Muchos piden volver a la normalidad, a la sensación de certeza que la vida tenía antes del 18 de Octubre. Las escenas de violencia en las calles de manifestantes, pero también de las policías, quedan como marcas urbanas evidentes y como heridas emocionales para todos los chilenos. En un mes aprendimos que la tecnocracia tiene un límite en la construcción de una sociedad justa, que sin duda se requiere modificar el esquema como pensamos el país. Pasamos de pensarnos como un país de emprendedores, clase media con expectativas de consumo y apegados a la ley y el orden a un país de sobrevivientes, de pobres con capacidad de endeudamiento, de ciudadanos que se cansaron que el consumo signifique ganancias millonarias para algunos y dificultades para la mayoría, de millones que marchan pacíficamente frente a la policía, que tocan sus cacerolas nocturnas frente al toque de queda militar. De muchos jóvenes que sienten que la violencia es la única forma de conseguir verdaderos cambios.
Pensamos además que éramos un país campeón en la democratización latinoamericana. Los únicos con transición estable, sin grandes vaivenes políticos, con una clase política de talla mundial, con una economía pujante y lista para llevarnos directo (e incluso pronto) al desarrollo, en fin un modelo a seguir. En realidad somos un país con una clase política endogámica, poco representativa del país diverso que emerge por los márgenes, acostumbrada a una cómoda y estrecha relación con el poder económico, que cuando pudo negoció mecanismos de impunidad para evitar ‘que todos caigan’. La transición trajo muchas cosas positivas, sin duda, pero también impidió la emergencia de críticas no asumidas como deslealtades, de alternativas no entendidas como disidencias. Una democracia donde vota la mitad de la población, donde los partidos pierden relevancia, donde los representantes negocian en la capital su destino de representación. En dos palabras, una democracia incompleta.

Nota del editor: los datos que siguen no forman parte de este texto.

//! Portable software engine
//!
//! Keeps a register file per VCPU and guest RAM per VM, and steps a small
//! real-mode instruction subset so the run path produces genuine exits
//! (halt, port I/O, emulation failure) without hardware virtualization.

use std::sync::atomic::{AtomicBool, AtomicUsize, Ordering};
use std::sync::{Arc, Mutex, MutexGuard, RwLock, RwLockReadGuard, RwLockWriteGuard};

use hvport_protocol::{MemoryRegion, RunBlock};
use kvm_bindings::{
    kvm_regs, kvm_segment, kvm_sregs, kvm_translation, KVM_EXIT_HLT, KVM_EXIT_INTERNAL_ERROR,
    KVM_EXIT_INTR, KVM_EXIT_IO, KVM_EXIT_IO_IN, KVM_EXIT_IO_OUT, KVM_INTERNAL_ERROR_EMULATION,
};
use tracing::{debug, trace};

use super::memory::{transfer_virtual, GuestRam};
use super::paging;
use super::{Engine, EngineError, EngineResult, MsrIndexList, VcpuObject, VmObject};
use crate::trampoline;

/// MSRs preserved across exits
const SAVED_MSRS: &[u32] = &[
    0x174,       // IA32_SYSENTER_CS
    0x175,       // IA32_SYSENTER_ESP
    0x176,       // IA32_SYSENTER_EIP
    0xc000_0081, // STAR
    0xc000_0082, // LSTAR
    0xc000_0083, // CSTAR
    0xc000_0084, // SYSCALL_MASK
    0xc000_0102, // KERNEL_GS_BASE
    0x10,        // TSC
    0xc000_0080, // EFER
];

/// MSRs emulated rather than passed through
const EMULATED_MSRS: &[u32] = &[
    0x1b,  // APIC_BASE
    0x1a0, // MISC_ENABLE
    0xfe,  // MTRRcap
];

const RFLAGS_IF: u64 = 1 << 9;
const RFLAGS_TF: u64 = 1 << 8;
const RFLAGS_RESERVED: u64 = 1 << 1;
const CR0_PE: u64 = 1 << 0;
const APIC_BASE_DEFAULT: u64 = 0xfee0_0900;

/// Limits of a [`SoftEngine`]
#[derive(Debug, Clone)]
pub struct SoftEngineConfig {
    pub max_vms: usize,
    pub max_vcpus_per_vm: usize,
    pub max_memory_slots: u32,
    /// Instructions stepped per `run` before returning `KVM_EXIT_INTR`
    pub max_steps_per_run: usize,
}

impl Default for SoftEngineConfig {
    fn default() -> Self {
        Self {
            max_vms: 16,
            max_vcpus_per_vm: 16,
            max_memory_slots: 32,
            max_steps_per_run: 4096,
        }
    }
}

/// Software implementation of [`Engine`]
pub struct SoftEngine {
    config: SoftEngineConfig,
    sessions: Mutex<usize>,
    live_vms: Arc<AtomicUsize>,
}

impl SoftEngine {
    pub fn new(config: SoftEngineConfig) -> Self {
        Self {
            config,
            sessions: Mutex::new(0),
            live_vms: Arc::new(AtomicUsize::new(0)),
        }
    }

    /// Number of sessions holding the engine up
    pub fn session_count(&self) -> usize {
        *lock(&self.sessions)
    }

    /// Number of VMs not yet released
    pub fn live_vms(&self) -> usize {
        self.live_vms.load(Ordering::SeqCst)
    }
}

impl Default for SoftEngine {
    fn default() -> Self {
        Self::new(SoftEngineConfig::default())
    }
}

impl Engine for SoftEngine {
    fn init(&self) -> EngineResult<()> {
        let mut sessions = lock(&self.sessions);
        *sessions += 1;
        debug!("Soft engine up ({} sessions)", *sessions);
        Ok(())
    }

    fn shutdown(&self) {
        let mut sessions = lock(&self.sessions);
        *sessions = sessions.saturating_sub(1);
        debug!("Soft engine shutdown ({} sessions left)", *sessions);
    }

    fn create_vm(&self) -> EngineResult<Arc<dyn VmObject>> {
        if self.session_count() == 0 {
            return Err(EngineError::NotInitialized);
        }

        let claimed = self
            .live_vms
            .fetch_update(Ordering::SeqCst, Ordering::SeqCst, |n| {
                (n < self.config.max_vms).then_some(n + 1)
            });
        if claimed.is_err() {
            return Err(EngineError::Exhausted);
        }

        debug!("Created soft VM");
        Ok(Arc::new(SoftVm {
            config: self.config.clone(),
            ram: Arc::new(RwLock::new(GuestRam::new())),
            vcpu_ids: Mutex::new(Vec::new()),
            live_vms: Arc::clone(&self.live_vms),
            released: AtomicBool::new(false),
        }))
    }

    fn msr_index_list(&self) -> MsrIndexList {
        MsrIndexList {
            saved: SAVED_MSRS.to_vec(),
            emulated: EMULATED_MSRS.to_vec(),
        }
    }
}

fn lock<T>(mutex: &Mutex<T>) -> MutexGuard<'_, T> {
    mutex.lock().unwrap_or_else(|e| e.into_inner())
}

fn read_ram(ram: &RwLock<GuestRam>) -> RwLockReadGuard<'_, GuestRam> {
    ram.read().unwrap_or_else(|e| e.into_inner())
}

fn write_ram(ram: &RwLock<GuestRam>) -> RwLockWriteGuard<'_, GuestRam> {
    ram.write().unwrap_or_else(|e| e.into_inner())
}

/// VM created by [`SoftEngine`]
pub struct SoftVm {
    config: SoftEngineConfig,
    ram: Arc<RwLock<GuestRam>>,
    vcpu_ids: Mutex<Vec<u32>>,
    live_vms: Arc<AtomicUsize>,
    released: AtomicBool,
}

impl SoftVm {
    fn check_live(&self) -> EngineResult<()> {
        if self.released.load(Ordering::SeqCst) {
            return Err(EngineError::Released);
        }
        Ok(())
    }
}

impl VmObject for SoftVm {
    fn create_vcpu(&self, id: u32) -> EngineResult<Arc<dyn VcpuObject>> {
        self.check_live()?;

        let mut ids = lock(&self.vcpu_ids);
        if ids.contains(&id) {
            return Err(EngineError::Exists);
        }
        if ids.len() >= self.config.max_vcpus_per_vm {
            return Err(EngineError::Exhausted);
        }
        ids.push(id);

        debug!("Created soft vCPU {}", id);
        Ok(Arc::new(SoftVcpu {
            id,
            max_steps: self.config.max_steps_per_run,
            ram: Arc::clone(&self.ram),
            state: Mutex::new(CpuState::reset()),
            released: AtomicBool::new(false),
        }))
    }

    fn set_memory_region(&self, region: &MemoryRegion) -> EngineResult<()> {
        self.check_live()?;
        write_ram(&self.ram).set_region(region, self.config.max_memory_slots)
    }

    fn get_dirty_log(&self, slot: u32) -> EngineResult<Vec<u64>> {
        self.check_live()?;
        read_ram(&self.ram).take_dirty_log(slot)
    }

    fn release(&self) {
        if self.released.swap(true, Ordering::SeqCst) {
            return;
        }
        write_ram(&self.ram).clear();
        self.live_vms.fetch_sub(1, Ordering::SeqCst);
        debug!("Released soft VM");
    }
}

/// Architectural state of one soft VCPU
struct CpuState {
    regs: kvm_regs,
    sregs: kvm_sregs,
    pending_irq: Option<u8>,
    /// Width of a port read awaiting data from the next run block
    pending_in: Option<u8>,
}

impl CpuState {
    /// x86 power-on state.
    fn reset() -> Self {
        let data = kvm_segment {
            base: 0,
            limit: 0xffff,
            selector: 0,
            type_: 3,
            present: 1,
            s: 1,
            ..Default::default()
        };
        let sregs = kvm_sregs {
            cs: kvm_segment {
                base: 0xffff_0000,
                selector: 0xf000,
                type_: 0xb,
                ..data
            },
            ds: data,
            es: data,
            fs: data,
            gs: data,
            ss: data,
            cr0: 0x6000_0010,
            apic_base: APIC_BASE_DEFAULT,
            ..Default::default()
        };
        let regs = kvm_regs {
            rip: 0xfff0,
            rflags: RFLAGS_RESERVED,
            ..Default::default()
        };

        Self {
            regs,
            sregs,
            pending_irq: None,
            pending_in: None,
        }
    }

    fn interrupts_enabled(&self) -> bool {
        self.regs.rflags & RFLAGS_IF != 0
    }

    fn linear_ip(&self) -> u64 {
        self.sregs.cs.base.wrapping_add(self.regs.rip)
    }
}

/// Outcome of one interpreted instruction
enum Step {
    Continue,
    Exit,
}

/// VCPU created by [`SoftVm`]
pub struct SoftVcpu {
    id: u32,
    max_steps: usize,
    ram: Arc<RwLock<GuestRam>>,
    state: Mutex<CpuState>,
    released: AtomicBool,
}

impl SoftVcpu {
    fn check_live(&self) -> EngineResult<()> {
        if self.released.load(Ordering::SeqCst) {
            return Err(EngineError::Released);
        }
        Ok(())
    }

    /// Translate a linear address to a guest physical one, `None` if unmapped.
    fn linear_to_phys(ram: &GuestRam, sregs: &kvm_sregs, linear: u64) -> EngineResult<Option<u64>> {
        let tr = paging::translate(ram, sregs, linear)?;
        Ok((tr.valid != 0).then_some(tr.physical_address))
    }

    fn transfer<F>(&self, gva: u64, len: usize, copy: F) -> EngineResult<usize>
    where
        F: FnMut(&GuestRam, u64, std::ops::Range<usize>) -> EngineResult<()>,
    {
        self.check_live()?;
        let sregs = lock(&self.state).sregs;
        let ram = read_ram(&self.ram);
        transfer_virtual(
            &ram,
            gva,
            len,
            |linear| Self::linear_to_phys(&ram, &sregs, linear),
            copy,
        )
    }

    fn deliver_interrupt(ram: &GuestRam, cpu: &mut CpuState) -> EngineResult<()> {
        let Some(vector) = cpu.pending_irq else {
            return Ok(());
        };
        // Real mode only; protected-mode delivery needs an IDT walk
        if !cpu.interrupts_enabled() || cpu.sregs.cr0 & CR0_PE != 0 {
            return Ok(());
        }

        let vector_addr = u64::from(vector) * 4;
        let new_ip = ram.read_u16(vector_addr)?;
        let new_cs = ram.read_u16(vector_addr + 2)?;

        let frame = [
            cpu.regs.rflags as u16,
            cpu.sregs.cs.selector,
            cpu.regs.rip as u16,
        ];
        let mut sp = cpu.regs.rsp as u16;
        for word in frame {
            sp = sp.wrapping_sub(2);
            ram.write(cpu.sregs.ss.base.wrapping_add(u64::from(sp)), &word.to_le_bytes())?;
        }

        cpu.regs.rsp = (cpu.regs.rsp & !0xffff) | u64::from(sp);
        cpu.regs.rflags &= !(RFLAGS_IF | RFLAGS_TF);
        cpu.regs.rip = u64::from(new_ip);
        cpu.sregs.cs.selector = new_cs;
        cpu.sregs.cs.base = u64::from(new_cs) << 4;
        cpu.pending_irq = None;

        trace!("vCPU delivered vector {:#x} to {:04x}:{:04x}", vector, new_cs, new_ip);
        Ok(())
    }

    fn fetch(ram: &GuestRam, cpu: &CpuState, offset: u64) -> Option<u8> {
        let linear = cpu.linear_ip().wrapping_add(offset);
        let gpa = Self::linear_to_phys(ram, &cpu.sregs, linear).ok().flatten()?;
        ram.read_u8(gpa).ok()
    }

    fn step(ram: &GuestRam, cpu: &mut CpuState, run: &mut RunBlock) -> Step {
        let Some(opcode) = Self::fetch(ram, cpu, 0) else {
            return Self::emulation_failure(run);
        };

        match opcode {
            // nop
            0x90 => {
                cpu.regs.rip = cpu.regs.rip.wrapping_add(1);
                Step::Continue
            }
            // hlt
            0xf4 => {
                cpu.regs.rip = cpu.regs.rip.wrapping_add(1);
                run.exit_reason = KVM_EXIT_HLT;
                Step::Exit
            }
            // cli
            0xfa => {
                cpu.regs.rflags &= !RFLAGS_IF;
                cpu.regs.rip = cpu.regs.rip.wrapping_add(1);
                Step::Continue
            }
            // sti
            0xfb => {
                cpu.regs.rflags |= RFLAGS_IF;
                cpu.regs.rip = cpu.regs.rip.wrapping_add(1);
                Step::Continue
            }
            // out imm8, al / in al, imm8
            0xe6 | 0xe4 => {
                let Some(port) = Self::fetch(ram, cpu, 1) else {
                    return Self::emulation_failure(run);
                };
                cpu.regs.rip = cpu.regs.rip.wrapping_add(2);

                run.exit_reason = KVM_EXIT_IO;
                run.io.size = 1;
                run.io.port = u16::from(port);
                run.io.count = 1;
                run.io.data = [0; 8];
                if opcode == 0xe6 {
                    run.io.direction = KVM_EXIT_IO_OUT as u8;
                    run.io.data[0] = cpu.regs.rax as u8;
                } else {
                    run.io.direction = KVM_EXIT_IO_IN as u8;
                    cpu.pending_in = Some(1);
                }
                Step::Exit
            }
            _ => Self::emulation_failure(run),
        }
    }

    fn emulation_failure(run: &mut RunBlock) -> Step {
        run.exit_reason = KVM_EXIT_INTERNAL_ERROR;
        run.internal_suberror = KVM_INTERNAL_ERROR_EMULATION;
        Step::Exit
    }

    fn complete_port_in(cpu: &mut CpuState, run: &RunBlock) {
        if let Some(size) = cpu.pending_in.take() {
            let size = usize::from(size).min(run.io.data.len());
            let mut rax = cpu.regs.rax.to_le_bytes();
            rax[..size].copy_from_slice(&run.io.data[..size]);
            cpu.regs.rax = u64::from_le_bytes(rax);
        }
    }
}

impl VcpuObject for SoftVcpu {
    fn id(&self) -> u32 {
        self.id
    }

    fn get_regs(&self) -> EngineResult<kvm_regs> {
        self.check_live()?;
        Ok(lock(&self.state).regs)
    }

    fn set_regs(&self, regs: &kvm_regs) -> EngineResult<()> {
        self.check_live()?;
        lock(&self.state).regs = *regs;
        Ok(())
    }

    fn get_sregs(&self) -> EngineResult<kvm_sregs> {
        self.check_live()?;
        Ok(lock(&self.state).sregs)
    }

    fn set_sregs(&self, sregs: &kvm_sregs) -> EngineResult<()> {
        self.check_live()?;
        lock(&self.state).sregs = *sregs;
        Ok(())
    }

    fn translate(&self, gva: u64) -> EngineResult<kvm_translation> {
        self.check_live()?;
        let sregs = lock(&self.state).sregs;
        paging::translate(&read_ram(&self.ram), &sregs, gva)
    }

    fn interrupt(&self, vector: u32) -> EngineResult<()> {
        self.check_live()?;
        let vector = u8::try_from(vector).map_err(|_| EngineError::InvalidArgument)?;
        let mut cpu = lock(&self.state);
        if cpu.pending_irq.is_some() {
            return Err(EngineError::Os(libc::ENXIO));
        }
        cpu.pending_irq = Some(vector);
        Ok(())
    }

    fn run(&self, run: &mut RunBlock) -> EngineResult<()> {
        self.check_live()?;
        let ram = read_ram(&self.ram);
        if ram.is_empty() {
            return Err(EngineError::NoMemoryRegion);
        }

        let mut cpu = lock(&self.state);
        Self::complete_port_in(&mut cpu, run);
        run.clear_exit();

        let mut exited = false;
        for _ in 0..self.max_steps {
            Self::deliver_interrupt(&ram, &mut cpu)?;
            if let Step::Exit = Self::step(&ram, &mut cpu, run) {
                exited = true;
                break;
            }
        }
        if !exited {
            run.exit_reason = KVM_EXIT_INTR;
        }

        run.if_flag = cpu.interrupts_enabled() as u8;
        run.ready_for_interrupt_injection =
            (cpu.interrupts_enabled() && cpu.pending_irq.is_none()) as u8;
        run.cr8 = cpu.sregs.cr8;
        run.apic_base = cpu.sregs.apic_base;

        trace!(
            "vCPU {} exit reason {} at rip {:#x}",
            self.id,
            run.exit_reason,
            cpu.regs.rip
        );
        trampoline::vm_exit();
        Ok(())
    }

    fn read_guest(&self, gva: u64, dst: &mut [u8]) -> EngineResult<usize> {
        let len = dst.len();
        self.transfer(gva, len, |ram, gpa, range| ram.read(gpa, &mut dst[range]))
    }

    fn write_guest(&self, gva: u64, src: &[u8]) -> EngineResult<usize> {
        self.transfer(gva, src.len(), |ram, gpa, range| ram.write(gpa, &src[range]))
    }

    fn release(&self) {
        if !self.released.swap(true, Ordering::SeqCst) {
            debug!("Released soft vCPU {}", self.id);
        }
    }
}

Pensamos también que la violación de derechos humanos era un tema de pasado. La violencia policial de las últimas semanas ha demostrado lo contrario. Muertos, heridos, detenidos, abusados, violados, en fin una larga lista de situaciones que no dejan duda de la necesidad de reformar profundamente la institución policial. Por décadas autónoma y con poco control civil, Carabineros se ha visto sobrepasado, descontrolado, poco efectivo y violento. La reconstrucción de la confianza ciudadana tomará décadas.
Pensamos también que el chileno era apolítico, que los 17 años de dictadura y la implantación del modelo neoliberal había dejado como rastro la sensación que la política es un tema lejano y poco interesante. Que el ciudadano común no se interesaba por la política y más bien sentía esos temas como ajenos. Hoy vemos miles asistiendo a cabildos, discutiendo en el Espacio Público, buscando encontrar sentido a los procesos de cambio que se vienen. La mayoría, según las principales encuestas, reconocen la necesidad de un cambio constitucional, muchos quieren participar y tener capacidad de acción en el proceso. El ciudadano pasivo podría estar quedando atrás y se configura un ciudadano más preocupado por su entorno, mas claro de los privilegios, más directo en la definición de sus necesidades. También más exigente en los tiempos.
Chile cambió, en realidad sigue cambiando. Los que esperan que el proceso termine pronto, se equivocan. Múltiples son las transformaciones que han emergido estas ultimas semanas e involucran temas estructurales de la vida en sociedad. Sin cambios reales se pueden instalar situaciones de conflictividad latente que tarde o temprano vuelvan a desestabilizar el país. Es hora de vernos al espejo sin evitar mirar los contornos, los márgenes, o concentrarnos en una figura distorsionada de nosotros mismos.